> **TASK**: Collect each line of the records containing the string "Performs".
[[ RECORD EXCERPTS, beginning ]]
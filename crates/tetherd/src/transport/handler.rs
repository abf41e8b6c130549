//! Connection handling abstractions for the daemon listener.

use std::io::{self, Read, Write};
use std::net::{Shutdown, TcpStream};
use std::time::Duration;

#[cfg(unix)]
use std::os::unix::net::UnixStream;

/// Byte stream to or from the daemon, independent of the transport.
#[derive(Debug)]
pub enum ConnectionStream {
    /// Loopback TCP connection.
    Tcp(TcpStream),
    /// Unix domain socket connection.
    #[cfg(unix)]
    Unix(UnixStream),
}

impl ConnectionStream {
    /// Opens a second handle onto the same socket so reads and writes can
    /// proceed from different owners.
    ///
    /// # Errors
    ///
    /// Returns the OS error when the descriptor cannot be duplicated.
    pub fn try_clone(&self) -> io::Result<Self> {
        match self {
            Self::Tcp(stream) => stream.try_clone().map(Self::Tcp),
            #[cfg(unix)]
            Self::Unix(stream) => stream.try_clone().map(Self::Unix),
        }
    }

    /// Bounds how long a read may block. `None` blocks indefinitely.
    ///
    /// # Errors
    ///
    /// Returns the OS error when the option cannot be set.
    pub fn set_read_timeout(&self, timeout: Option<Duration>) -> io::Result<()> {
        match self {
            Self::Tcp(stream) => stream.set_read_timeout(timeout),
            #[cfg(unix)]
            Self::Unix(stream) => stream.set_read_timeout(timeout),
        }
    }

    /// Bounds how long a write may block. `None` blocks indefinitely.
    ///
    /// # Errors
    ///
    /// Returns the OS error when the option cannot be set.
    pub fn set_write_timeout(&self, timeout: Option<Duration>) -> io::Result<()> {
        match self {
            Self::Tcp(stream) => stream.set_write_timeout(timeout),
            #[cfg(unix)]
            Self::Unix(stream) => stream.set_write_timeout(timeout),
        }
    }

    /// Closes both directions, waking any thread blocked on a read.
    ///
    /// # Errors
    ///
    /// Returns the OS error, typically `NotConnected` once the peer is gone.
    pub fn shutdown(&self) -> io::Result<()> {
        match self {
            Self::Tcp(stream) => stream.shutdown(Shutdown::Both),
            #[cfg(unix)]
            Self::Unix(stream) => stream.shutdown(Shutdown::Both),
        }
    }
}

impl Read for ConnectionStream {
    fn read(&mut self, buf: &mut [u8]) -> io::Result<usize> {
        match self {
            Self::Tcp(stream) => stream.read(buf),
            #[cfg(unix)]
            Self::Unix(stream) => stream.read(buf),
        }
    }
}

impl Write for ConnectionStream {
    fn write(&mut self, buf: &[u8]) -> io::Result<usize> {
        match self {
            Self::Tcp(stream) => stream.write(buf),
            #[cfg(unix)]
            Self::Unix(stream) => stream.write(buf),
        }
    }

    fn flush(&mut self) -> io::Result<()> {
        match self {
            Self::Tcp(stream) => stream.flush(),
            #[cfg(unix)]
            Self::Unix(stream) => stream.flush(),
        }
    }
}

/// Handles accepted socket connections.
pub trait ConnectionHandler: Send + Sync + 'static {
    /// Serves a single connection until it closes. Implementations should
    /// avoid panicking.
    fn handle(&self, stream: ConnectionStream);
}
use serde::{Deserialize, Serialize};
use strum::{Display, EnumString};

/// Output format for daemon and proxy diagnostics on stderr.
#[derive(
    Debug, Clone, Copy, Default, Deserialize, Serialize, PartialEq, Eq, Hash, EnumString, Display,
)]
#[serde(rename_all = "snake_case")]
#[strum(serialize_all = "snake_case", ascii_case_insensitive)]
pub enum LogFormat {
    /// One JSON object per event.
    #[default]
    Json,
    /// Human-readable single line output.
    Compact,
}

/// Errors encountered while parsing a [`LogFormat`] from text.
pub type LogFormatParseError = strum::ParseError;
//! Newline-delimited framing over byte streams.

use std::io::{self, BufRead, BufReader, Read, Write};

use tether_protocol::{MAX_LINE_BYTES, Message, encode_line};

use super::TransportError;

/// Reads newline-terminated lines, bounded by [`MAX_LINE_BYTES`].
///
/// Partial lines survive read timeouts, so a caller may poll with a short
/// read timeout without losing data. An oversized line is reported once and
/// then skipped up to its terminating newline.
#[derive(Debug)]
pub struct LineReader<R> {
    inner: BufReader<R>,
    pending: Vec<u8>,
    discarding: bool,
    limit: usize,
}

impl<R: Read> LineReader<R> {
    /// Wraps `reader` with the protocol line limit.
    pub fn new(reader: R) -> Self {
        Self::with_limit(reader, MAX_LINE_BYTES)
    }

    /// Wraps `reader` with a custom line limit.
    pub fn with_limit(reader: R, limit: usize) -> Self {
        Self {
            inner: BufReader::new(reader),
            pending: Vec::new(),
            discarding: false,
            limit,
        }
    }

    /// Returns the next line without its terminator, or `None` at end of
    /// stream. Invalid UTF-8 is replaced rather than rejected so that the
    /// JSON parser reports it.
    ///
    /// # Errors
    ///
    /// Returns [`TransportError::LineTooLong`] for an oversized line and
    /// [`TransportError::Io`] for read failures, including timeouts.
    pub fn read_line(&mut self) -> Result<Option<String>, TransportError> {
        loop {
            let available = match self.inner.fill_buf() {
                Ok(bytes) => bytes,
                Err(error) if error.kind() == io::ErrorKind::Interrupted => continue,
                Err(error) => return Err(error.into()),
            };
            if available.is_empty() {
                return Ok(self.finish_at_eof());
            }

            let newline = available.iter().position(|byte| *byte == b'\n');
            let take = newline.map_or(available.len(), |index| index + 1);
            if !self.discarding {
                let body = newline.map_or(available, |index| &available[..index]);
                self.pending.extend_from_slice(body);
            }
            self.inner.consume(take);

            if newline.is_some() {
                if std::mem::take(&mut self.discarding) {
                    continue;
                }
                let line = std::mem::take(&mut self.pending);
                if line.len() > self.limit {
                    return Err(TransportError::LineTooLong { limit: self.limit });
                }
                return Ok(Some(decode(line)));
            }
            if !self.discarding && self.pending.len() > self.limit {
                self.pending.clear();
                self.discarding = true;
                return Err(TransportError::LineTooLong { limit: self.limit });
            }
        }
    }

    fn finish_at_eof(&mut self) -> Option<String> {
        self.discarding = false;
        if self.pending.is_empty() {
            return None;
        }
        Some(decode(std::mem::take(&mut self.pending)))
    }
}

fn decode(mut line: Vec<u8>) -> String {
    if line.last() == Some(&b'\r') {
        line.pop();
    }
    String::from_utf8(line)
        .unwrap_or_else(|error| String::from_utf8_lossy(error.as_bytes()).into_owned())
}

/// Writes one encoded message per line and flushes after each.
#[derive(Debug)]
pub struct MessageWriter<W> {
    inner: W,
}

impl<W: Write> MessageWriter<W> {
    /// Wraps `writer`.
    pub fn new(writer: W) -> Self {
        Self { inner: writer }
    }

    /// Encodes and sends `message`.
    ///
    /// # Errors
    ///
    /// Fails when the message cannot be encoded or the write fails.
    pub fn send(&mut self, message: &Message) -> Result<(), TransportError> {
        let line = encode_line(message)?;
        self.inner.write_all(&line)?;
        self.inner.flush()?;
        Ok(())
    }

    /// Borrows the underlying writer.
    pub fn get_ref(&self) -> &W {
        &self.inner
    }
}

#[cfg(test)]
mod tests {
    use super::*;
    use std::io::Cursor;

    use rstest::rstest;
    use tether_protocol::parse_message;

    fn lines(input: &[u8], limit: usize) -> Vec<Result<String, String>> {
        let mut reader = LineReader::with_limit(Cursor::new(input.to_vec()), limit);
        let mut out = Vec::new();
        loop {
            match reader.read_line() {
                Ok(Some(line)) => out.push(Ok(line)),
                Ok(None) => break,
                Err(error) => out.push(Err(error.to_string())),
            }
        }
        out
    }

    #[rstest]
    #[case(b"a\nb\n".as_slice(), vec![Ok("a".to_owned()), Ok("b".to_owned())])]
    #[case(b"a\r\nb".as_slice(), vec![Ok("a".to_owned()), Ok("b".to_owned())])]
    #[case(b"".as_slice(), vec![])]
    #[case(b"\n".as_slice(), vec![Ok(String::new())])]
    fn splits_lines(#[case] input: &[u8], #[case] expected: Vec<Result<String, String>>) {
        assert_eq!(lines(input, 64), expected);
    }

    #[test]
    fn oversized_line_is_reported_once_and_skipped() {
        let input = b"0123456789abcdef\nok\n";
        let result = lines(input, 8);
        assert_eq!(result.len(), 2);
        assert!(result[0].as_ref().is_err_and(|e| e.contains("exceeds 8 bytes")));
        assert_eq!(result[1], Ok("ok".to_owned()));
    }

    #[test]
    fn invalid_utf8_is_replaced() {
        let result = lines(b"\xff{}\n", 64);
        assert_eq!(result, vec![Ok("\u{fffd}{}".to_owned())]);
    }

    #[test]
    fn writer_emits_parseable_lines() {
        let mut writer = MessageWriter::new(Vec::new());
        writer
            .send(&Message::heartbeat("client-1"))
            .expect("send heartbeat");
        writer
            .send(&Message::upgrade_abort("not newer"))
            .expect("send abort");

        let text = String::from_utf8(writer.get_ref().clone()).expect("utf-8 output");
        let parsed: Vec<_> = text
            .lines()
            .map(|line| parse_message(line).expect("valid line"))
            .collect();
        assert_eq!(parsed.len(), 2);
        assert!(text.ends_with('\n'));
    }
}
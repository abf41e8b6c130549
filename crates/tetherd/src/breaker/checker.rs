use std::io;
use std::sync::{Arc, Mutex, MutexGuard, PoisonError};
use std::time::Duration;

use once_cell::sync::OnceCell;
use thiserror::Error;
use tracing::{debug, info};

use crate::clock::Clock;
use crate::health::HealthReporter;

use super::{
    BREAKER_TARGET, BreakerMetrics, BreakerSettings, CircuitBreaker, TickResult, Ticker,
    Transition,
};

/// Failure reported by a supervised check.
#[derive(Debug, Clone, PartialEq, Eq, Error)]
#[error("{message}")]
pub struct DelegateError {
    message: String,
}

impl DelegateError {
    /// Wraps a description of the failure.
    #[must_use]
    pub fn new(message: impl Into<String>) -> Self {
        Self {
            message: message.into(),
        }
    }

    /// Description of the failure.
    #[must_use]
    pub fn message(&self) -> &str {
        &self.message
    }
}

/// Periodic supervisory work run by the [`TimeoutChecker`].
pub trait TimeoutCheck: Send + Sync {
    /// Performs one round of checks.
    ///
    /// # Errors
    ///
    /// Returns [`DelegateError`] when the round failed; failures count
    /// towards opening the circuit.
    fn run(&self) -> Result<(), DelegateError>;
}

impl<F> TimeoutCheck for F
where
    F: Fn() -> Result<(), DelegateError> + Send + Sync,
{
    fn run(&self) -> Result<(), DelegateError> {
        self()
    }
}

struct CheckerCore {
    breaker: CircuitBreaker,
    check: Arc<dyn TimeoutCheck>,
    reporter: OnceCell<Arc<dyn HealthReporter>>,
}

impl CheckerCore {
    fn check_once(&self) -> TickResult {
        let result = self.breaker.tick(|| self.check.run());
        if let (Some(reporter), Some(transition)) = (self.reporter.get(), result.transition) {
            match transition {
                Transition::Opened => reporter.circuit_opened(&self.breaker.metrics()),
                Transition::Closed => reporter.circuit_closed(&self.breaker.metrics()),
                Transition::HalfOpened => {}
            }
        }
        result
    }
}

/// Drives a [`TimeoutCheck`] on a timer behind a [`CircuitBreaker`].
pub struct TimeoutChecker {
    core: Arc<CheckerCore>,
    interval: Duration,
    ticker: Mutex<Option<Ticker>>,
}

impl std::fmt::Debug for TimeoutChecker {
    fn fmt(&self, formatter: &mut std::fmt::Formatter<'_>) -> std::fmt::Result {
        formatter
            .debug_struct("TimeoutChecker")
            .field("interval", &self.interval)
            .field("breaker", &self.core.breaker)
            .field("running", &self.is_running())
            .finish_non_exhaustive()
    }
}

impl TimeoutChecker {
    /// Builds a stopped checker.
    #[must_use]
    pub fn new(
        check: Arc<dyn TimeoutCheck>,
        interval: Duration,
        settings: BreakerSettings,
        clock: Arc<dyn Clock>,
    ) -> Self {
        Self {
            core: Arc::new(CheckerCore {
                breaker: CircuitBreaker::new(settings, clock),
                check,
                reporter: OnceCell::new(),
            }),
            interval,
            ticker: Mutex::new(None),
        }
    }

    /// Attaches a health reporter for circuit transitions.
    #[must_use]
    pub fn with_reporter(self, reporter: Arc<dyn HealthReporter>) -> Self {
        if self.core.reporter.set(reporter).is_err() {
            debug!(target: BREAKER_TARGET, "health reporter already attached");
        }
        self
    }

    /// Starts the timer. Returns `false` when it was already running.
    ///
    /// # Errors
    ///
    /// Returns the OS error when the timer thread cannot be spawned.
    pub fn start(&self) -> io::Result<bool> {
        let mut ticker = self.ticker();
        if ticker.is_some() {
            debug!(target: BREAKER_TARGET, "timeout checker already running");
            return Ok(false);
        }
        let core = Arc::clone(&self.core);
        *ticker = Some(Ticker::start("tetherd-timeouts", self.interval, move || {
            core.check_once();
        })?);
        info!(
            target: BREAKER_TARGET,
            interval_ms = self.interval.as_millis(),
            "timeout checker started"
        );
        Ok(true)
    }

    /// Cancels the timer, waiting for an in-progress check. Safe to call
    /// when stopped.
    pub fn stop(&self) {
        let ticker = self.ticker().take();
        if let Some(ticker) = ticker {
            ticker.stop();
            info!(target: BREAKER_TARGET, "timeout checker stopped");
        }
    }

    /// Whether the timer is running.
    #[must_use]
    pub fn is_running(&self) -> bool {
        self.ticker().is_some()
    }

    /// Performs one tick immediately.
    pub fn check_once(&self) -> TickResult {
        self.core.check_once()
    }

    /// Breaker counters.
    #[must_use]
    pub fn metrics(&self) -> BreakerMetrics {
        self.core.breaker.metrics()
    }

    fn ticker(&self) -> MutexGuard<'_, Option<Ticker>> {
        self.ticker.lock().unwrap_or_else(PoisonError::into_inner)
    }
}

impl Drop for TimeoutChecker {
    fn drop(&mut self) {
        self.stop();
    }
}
[[ RECORD EXCERPTS, end ]]
> **WRITTEN RESPONSE**:
    /// Performs one round of checks.
    /// Performs one tick immediately.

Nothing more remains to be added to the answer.